YOUR GOAL:
Reproduce exactly, and only, the lines below from the one containing "the line terminator" through the one containing "use log::debug;".

───── DATA ─────

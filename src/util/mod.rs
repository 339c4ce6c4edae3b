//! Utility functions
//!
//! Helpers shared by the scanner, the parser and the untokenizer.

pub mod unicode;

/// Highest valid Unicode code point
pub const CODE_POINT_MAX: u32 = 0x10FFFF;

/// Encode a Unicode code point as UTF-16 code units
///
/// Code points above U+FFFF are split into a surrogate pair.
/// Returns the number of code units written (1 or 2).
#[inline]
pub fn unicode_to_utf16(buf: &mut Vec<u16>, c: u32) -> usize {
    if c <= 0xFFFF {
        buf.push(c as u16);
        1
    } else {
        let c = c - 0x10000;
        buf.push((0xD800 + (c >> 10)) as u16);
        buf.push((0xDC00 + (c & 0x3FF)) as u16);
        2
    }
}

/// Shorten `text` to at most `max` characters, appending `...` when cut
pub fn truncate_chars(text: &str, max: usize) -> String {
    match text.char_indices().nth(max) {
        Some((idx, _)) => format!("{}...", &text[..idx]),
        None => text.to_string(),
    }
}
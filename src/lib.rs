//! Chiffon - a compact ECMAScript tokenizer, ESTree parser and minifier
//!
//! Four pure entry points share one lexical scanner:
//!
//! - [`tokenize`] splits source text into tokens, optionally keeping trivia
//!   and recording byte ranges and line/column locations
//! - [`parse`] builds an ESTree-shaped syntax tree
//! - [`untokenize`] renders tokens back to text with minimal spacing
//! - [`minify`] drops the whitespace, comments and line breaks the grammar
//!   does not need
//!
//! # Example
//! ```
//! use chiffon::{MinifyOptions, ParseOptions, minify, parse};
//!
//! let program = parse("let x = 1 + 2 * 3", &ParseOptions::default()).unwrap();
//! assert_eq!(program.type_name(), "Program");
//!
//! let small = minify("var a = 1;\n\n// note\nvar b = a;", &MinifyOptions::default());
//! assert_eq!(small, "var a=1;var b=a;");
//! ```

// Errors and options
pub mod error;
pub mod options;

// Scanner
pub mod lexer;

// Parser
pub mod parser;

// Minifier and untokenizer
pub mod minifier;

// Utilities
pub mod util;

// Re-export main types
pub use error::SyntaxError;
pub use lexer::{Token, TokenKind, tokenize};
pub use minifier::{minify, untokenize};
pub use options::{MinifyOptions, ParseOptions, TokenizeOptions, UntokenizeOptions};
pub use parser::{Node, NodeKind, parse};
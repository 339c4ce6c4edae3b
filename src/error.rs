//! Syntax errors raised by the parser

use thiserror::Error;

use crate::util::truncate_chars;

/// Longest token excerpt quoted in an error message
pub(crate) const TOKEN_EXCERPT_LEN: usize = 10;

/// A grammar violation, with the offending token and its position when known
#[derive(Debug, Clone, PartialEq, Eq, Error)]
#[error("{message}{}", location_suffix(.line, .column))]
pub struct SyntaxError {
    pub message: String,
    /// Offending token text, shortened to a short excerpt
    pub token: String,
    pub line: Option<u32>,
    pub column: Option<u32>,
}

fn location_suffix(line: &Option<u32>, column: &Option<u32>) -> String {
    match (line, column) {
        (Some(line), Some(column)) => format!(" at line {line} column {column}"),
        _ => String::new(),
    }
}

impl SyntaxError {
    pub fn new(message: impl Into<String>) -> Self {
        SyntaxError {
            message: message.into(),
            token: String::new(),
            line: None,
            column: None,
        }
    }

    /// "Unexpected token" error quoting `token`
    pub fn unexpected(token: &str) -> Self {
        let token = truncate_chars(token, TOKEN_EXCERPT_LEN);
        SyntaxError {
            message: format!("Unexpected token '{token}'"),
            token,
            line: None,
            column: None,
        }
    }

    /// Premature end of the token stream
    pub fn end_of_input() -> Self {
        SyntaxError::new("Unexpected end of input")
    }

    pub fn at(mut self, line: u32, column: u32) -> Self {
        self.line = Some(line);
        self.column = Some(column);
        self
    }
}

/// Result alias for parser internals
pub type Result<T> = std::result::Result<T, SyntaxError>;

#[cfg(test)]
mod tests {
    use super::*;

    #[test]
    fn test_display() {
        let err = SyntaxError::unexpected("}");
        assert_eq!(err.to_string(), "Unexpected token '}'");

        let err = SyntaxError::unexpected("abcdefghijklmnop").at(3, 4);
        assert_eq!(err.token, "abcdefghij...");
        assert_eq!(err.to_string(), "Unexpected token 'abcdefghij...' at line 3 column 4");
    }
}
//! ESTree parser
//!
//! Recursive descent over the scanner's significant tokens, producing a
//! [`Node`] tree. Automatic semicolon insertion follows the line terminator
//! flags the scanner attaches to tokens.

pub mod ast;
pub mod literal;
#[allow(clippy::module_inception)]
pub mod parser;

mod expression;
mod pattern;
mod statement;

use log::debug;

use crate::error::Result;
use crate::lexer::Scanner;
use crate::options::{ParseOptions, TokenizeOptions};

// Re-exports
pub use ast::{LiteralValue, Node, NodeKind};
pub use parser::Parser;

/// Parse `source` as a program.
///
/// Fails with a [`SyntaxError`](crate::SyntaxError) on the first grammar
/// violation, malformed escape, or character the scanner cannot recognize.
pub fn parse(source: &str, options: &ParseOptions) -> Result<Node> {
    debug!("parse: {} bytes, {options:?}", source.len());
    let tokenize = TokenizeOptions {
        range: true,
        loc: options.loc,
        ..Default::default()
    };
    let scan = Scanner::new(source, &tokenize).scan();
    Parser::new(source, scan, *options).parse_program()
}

─────

SOLVED PROBLEM:
//! [`Node`] tree. Automatic semicolon insertion follows the line terminator
//! flags the scanner attaches to tokens.

pub mod ast;
pub mod literal;
#[allow(clippy::module_inception)]
pub mod parser;

mod expression;
mod pattern;
mod statement;

use log::debug;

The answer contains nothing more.